Poètes, philosophes, artistes, scientifiques de toutes disciplines, notre époque a tendance à vouloir classifier et établir des cloisons étanches entre ces catégories. Si l’on admet, au contraire, qu’il y a une grande perméabilité entre elles, on comprend mieux la fluidité des comportements et des sentiments associés. A mon sens, c’est là l’une des caractéristiques majeures qui distingue durablement l’intelligence humaine intuitive, émotive et parfois approximative, de l’intelligence artificielle, rigoureuse, mais insensible et trop « raisonnable ».

[1] Pythagore était convaincu que tout phénomène pouvait être expliqué uniquement par les nombres entiers ou leur fraction.

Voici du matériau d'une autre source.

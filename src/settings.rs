//! Settings related to the serial port and to the memory dump session.
//!
//! Use the [builder](https://doc.rust-lang.org/1.0.0/style/ownership/builders.html)
//! pattern to set the configurable values.

use std::time::Duration;

pub use serialport::{DataBits, FlowControl, Parity, StopBits};

use crate::{error::DumpError, md_line::MD_LINE_WIDTH};

// =============================================================================
// Public Interface
// =============================================================================

/// Highest line address an `md` line can carry in its 8 hex digits.
pub const MAX_ADDRESS: u64 = 0xFFFF_FFF0;

/// What to do with the continuity reference when a line below the start
/// address is discarded.
#[derive(Debug, Clone, Copy, Eq, PartialEq)]
pub enum DiscardPolicy {
    /// A discarded line still counts as seen: the next line must follow it.
    AdvanceOnDiscard,
    /// Only accepted lines move the continuity reference.
    AdvanceOnAccept,
}

/// When the accumulated memory is written to the output sink.
#[derive(Debug, Clone, Copy, Eq, PartialEq)]
pub enum OutputMode {
    /// Once, after the session completes.
    AtCompletion,
    /// Chunk by chunk, as soon as each line is accepted.
    Incremental,
}

/// Groups all settings used by `mddump` and acts as a
/// [builder](https://doc.rust-lang.org/1.0.0/style/ownership/builders.html)
/// for the settings.
#[derive(Debug, Clone, Eq, PartialEq)]
pub struct Settings {
    /// The port name, usually the device path.
    pub path: Option<String>,
    /// The baud rate in symbols-per-second.
    pub baud_rate: u32,
    /// Number of bits used to represent a character sent on the line.
    pub data_bits: DataBits,
    /// The type of signalling to use for controlling data transfer.
    pub flow_control: FlowControl,
    /// The type of parity to use for error checking.
    pub parity: Parity,
    /// Number of bits to use to signal the end of a character.
    pub stop_bits: StopBits,
    /// How long a read waits for data before the batch is considered
    /// complete.
    pub timeout: Duration,

    /// First address to dump, multiple of 16.
    pub start_address: u64,
    /// Last address to dump (inclusive), multiple of 16, at most
    /// [`MAX_ADDRESS`].
    pub end_address: u64,
    /// Number of `md` lines requested per command.
    pub step: u32,
    /// Expected length of a raw `md` line, terminator included.
    pub line_size: usize,

    /// Resume log of a previous, interrupted session to replay first. The
    /// session opens it unless a replay source was attached directly.
    pub previous_log: Option<String>,
    /// Where accepted raw lines are logged, unless a writer was attached to
    /// the session directly. Appended to when it is also the previous log,
    /// truncated otherwise.
    pub resume_log: Option<String>,
    /// Do not log again the lines accepted while replaying the previous log.
    pub suppress_log: bool,
    /// Send `reset` to the device once, after the first batch.
    pub send_reset: bool,
    /// Dump every raw batch read from the device as a hex table.
    pub debug: bool,
    pub discard_policy: DiscardPolicy,
    pub output_mode: OutputMode,
    /// Show a progress bar while dumping.
    pub progress: bool,

    /// Restrict creation of `Settings` instances unless through the
    /// `SettingsBuilder`.
    #[doc(hidden)]
    _private_use_builder: (),
}

impl Settings {
    /// Check the dump parameters before starting a session.
    pub fn validate(&self) -> Result<(), DumpError> {
        if self.start_address % 16 != 0 {
            return Err(DumpError::Configuration(format!(
                "start address 0x{:x} is not a multiple of 16",
                self.start_address
            )));
        }
        if self.end_address % 16 != 0 {
            return Err(DumpError::Configuration(format!(
                "end address 0x{:x} is not a multiple of 16",
                self.end_address
            )));
        }
        if self.end_address > MAX_ADDRESS {
            return Err(DumpError::Configuration(format!(
                "end address 0x{:x} does not fit in the 32-bit address field of `md` lines",
                self.end_address
            )));
        }
        if self.end_address <= self.start_address {
            return Err(DumpError::Configuration(format!(
                "end address 0x{:x} must be above start address 0x{:x}",
                self.end_address, self.start_address
            )));
        }
        if self.step == 0 {
            return Err(DumpError::Configuration("step must be at least 1".into()));
        }
        if self.line_size == 0 {
            return Err(DumpError::Configuration(
                "line size must be at least 1".into(),
            ));
        }
        if self.timeout == Duration::from_secs(0) {
            return Err(DumpError::Configuration("timeout must not be zero".into()));
        }
        Ok(())
    }

    /// Number of bytes covered by the requested range.
    pub fn range_len(&self) -> u64 {
        self.end_address.saturating_sub(self.start_address) + 16
    }
}

/// The builder for the `Settings` values.
///
/// All values are optional and have default values that will be used if not
/// explicitly set.
///
/// **Example**
///
/// ```ignore
/// let settings = SettingsBuilder::new()
///     .path("/dev/ttyUSB0")
///     .range(0x8000_0000, 0x8000_1000)
///     .finalize();
/// ```
pub struct SettingsBuilder {
    settings: Settings,
}
impl SettingsBuilder {
    /// Start building the settings using default values and no path for the
    /// port.
    pub fn new() -> Self {
        SettingsBuilder {
            settings: Settings {
                path: None,
                baud_rate: 115_200,
                data_bits: DataBits::Eight,
                flow_control: FlowControl::None,
                parity: Parity::None,
                stop_bits: StopBits::One,
                timeout: Duration::from_millis(100),
                start_address: 0,
                end_address: 0,
                step: 64,
                line_size: MD_LINE_WIDTH,
                previous_log: None,
                resume_log: None,
                suppress_log: false,
                send_reset: false,
                debug: false,
                discard_policy: DiscardPolicy::AdvanceOnDiscard,
                output_mode: OutputMode::AtCompletion,
                progress: true,
                _private_use_builder: (),
            },
        }
    }

    /// Set the path to the serial port
    pub fn path<'a>(mut self, path: impl Into<std::borrow::Cow<'a, str>>) -> Self {
        self.settings.path = Some(path.into().as_ref().to_owned());
        self
    }

    /// Set the baud rate in symbols-per-second
    pub fn baud_rate(mut self, baud_rate: u32) -> Self {
        self.settings.baud_rate = baud_rate;
        self
    }

    /// Set the number of bits used to represent a character sent on the line
    pub fn data_bits(mut self, data_bits: DataBits) -> Self {
        self.settings.data_bits = data_bits;
        self
    }

    /// Set the type of signalling to use for controlling data transfer
    pub fn flow_control(mut self, flow_control: FlowControl) -> Self {
        self.settings.flow_control = flow_control;
        self
    }

    /// Set the type of parity to use for error checking
    pub fn parity(mut self, parity: Parity) -> Self {
        self.settings.parity = parity;
        self
    }

    /// Set the number of bits to use to signal the end of a character
    pub fn stop_bits(mut self, stop_bits: StopBits) -> Self {
        self.settings.stop_bits = stop_bits;
        self
    }

    /// Set the read timeout of the serial port
    pub fn timeout(mut self, timeout: Duration) -> Self {
        self.settings.timeout = timeout;
        self
    }

    /// Set the inclusive memory range to dump
    pub fn range(mut self, start_address: u64, end_address: u64) -> Self {
        self.settings.start_address = start_address;
        self.settings.end_address = end_address;
        self
    }

    /// Set the number of lines requested per `md` command
    pub fn step(mut self, step: u32) -> Self {
        self.settings.step = step;
        self
    }

    /// Set the expected length of a raw line
    pub fn line_size(mut self, line_size: usize) -> Self {
        self.settings.line_size = line_size;
        self
    }

    /// Set the path to the resume log of a previous session
    pub fn previous_log<'a>(mut self, previous_log: impl Into<std::borrow::Cow<'a, str>>) -> Self {
        self.settings.previous_log = Some(previous_log.into().as_ref().to_owned());
        self
    }

    /// Set the path to the resume log of this session
    pub fn resume_log<'a>(mut self, resume_log: impl Into<std::borrow::Cow<'a, str>>) -> Self {
        self.settings.resume_log = Some(resume_log.into().as_ref().to_owned());
        self
    }

    pub fn suppress_log(mut self, suppress_log: bool) -> Self {
        self.settings.suppress_log = suppress_log;
        self
    }

    pub fn send_reset(mut self, send_reset: bool) -> Self {
        self.settings.send_reset = send_reset;
        self
    }

    pub fn debug(mut self, debug: bool) -> Self {
        self.settings.debug = debug;
        self
    }

    pub fn discard_policy(mut self, discard_policy: DiscardPolicy) -> Self {
        self.settings.discard_policy = discard_policy;
        self
    }

    pub fn output_mode(mut self, output_mode: OutputMode) -> Self {
        self.settings.output_mode = output_mode;
        self
    }

    pub fn progress(mut self, progress: bool) -> Self {
        self.settings.progress = progress;
        self
    }

    pub fn finalize(self) -> Settings {
        self.settings
    }
}

impl Default for SettingsBuilder {
    fn default() -> Self {
        Self::new()
    }
}

// =============================================================================
// Unit Tests
// =============================================================================

#[test]
fn all_default() {
    let settings = SettingsBuilder::new().finalize();
    assert_eq!(
        settings,
        Settings {
            path: None,
            baud_rate: 115_200,
            data_bits: DataBits::Eight,
            flow_control: FlowControl::None,
            parity: Parity::None,
            stop_bits: StopBits::One,
            timeout: Duration::from_millis(100),
            start_address: 0,
            end_address: 0,
            step: 64,
            line_size: 67,
            previous_log: None,
            resume_log: None,
            suppress_log: false,
            send_reset: false,
            debug: false,
            discard_policy: DiscardPolicy::AdvanceOnDiscard,
            output_mode: OutputMode::AtCompletion,
            progress: true,
            _private_use_builder: (),
        }
    )
}

#[test]
fn path() {
    let settings = SettingsBuilder::new().path("/dev/ttyUSB0").finalize();
    assert_eq!(settings.path.unwrap(), "/dev/ttyUSB0");
}

#[test]
fn baud_rate() {
    let baud_rate = 96_000;
    let settings = SettingsBuilder::new().baud_rate(baud_rate).finalize();
    assert_eq!(settings.baud_rate, baud_rate);
}

#[test]
fn range_and_step() {
    let settings = SettingsBuilder::new()
        .range(0x1000, 0x1020)
        .step(2)
        .finalize();
    assert_eq!(settings.start_address, 0x1000);
    assert_eq!(settings.end_address, 0x1020);
    assert_eq!(settings.step, 2);
    assert_eq!(settings.range_len(), 48);
}

#[test]
fn logs() {
    let settings = SettingsBuilder::new()
        .previous_log("old.log")
        .resume_log("new.log")
        .suppress_log(true)
        .finalize();
    assert_eq!(settings.previous_log.unwrap(), "old.log");
    assert_eq!(settings.resume_log.unwrap(), "new.log");
    assert!(settings.suppress_log);
}

#[test]
fn validate_accepts_aligned_range() {
    let settings = SettingsBuilder::new().range(0x1000, 0x2000).finalize();
    assert!(settings.validate().is_ok());
}

#[test]
fn validate_accepts_top_of_32_bit_space() {
    let settings = SettingsBuilder::new()
        .range(0xFFFF_0000, MAX_ADDRESS)
        .finalize();
    assert!(settings.validate().is_ok());
}

#[test]
fn validate_rejects_bad_parameters() {
    let cases = vec![
        SettingsBuilder::new().range(0x1008, 0x2000).finalize(),
        SettingsBuilder::new().range(0x1000, 0x2001).finalize(),
        SettingsBuilder::new().range(0x2000, 0x2000).finalize(),
        SettingsBuilder::new().range(0x2000, 0x1000).finalize(),
        SettingsBuilder::new().range(0x1000, 0x2000).step(0).finalize(),
        SettingsBuilder::new()
            .range(0x1000, 0x2000)
            .line_size(0)
            .finalize(),
        SettingsBuilder::new()
            .range(0x1000, 0x2000)
            .timeout(Duration::from_secs(0))
            .finalize(),
        SettingsBuilder::new()
            .range(0x1000, 0x1_0000_0000)
            .finalize(),
    ];
    for settings in cases {
        assert!(
            matches!(settings.validate(), Err(DumpError::Configuration(_))),
            "{:?} should be rejected",
            settings
        );
    }
}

Il fut le premier à établir les quatre accords fondamentaux de la gamme musicale que sont l’unisson (de rapport 1/1), l’octave (2/1), la quinte (3/2) et la quarte (4/3).

[2] Et même plus tard : Henri Bergson fut lauréat du concours général de mathématiques en 1877 avant de préparer l’École normale supérieure (lettres) et de devenir le philosophe que l’on sait ; Kurt Gödel, brillant logicien et mathématicien, passa 50 ans de sa vie à étudier les philosophes.

[3] Paul Erdös (1913 – 1996), célèbre pour son excentricité. On lui doit le concept de « nombre d’Erdős » représentant le degré de séparation (en termes de collaborations successives) entre un chercheur donné et le mathématicien hongrois. Dans le monde scientifique, ce nombre est petit, souvent inférieur à 5.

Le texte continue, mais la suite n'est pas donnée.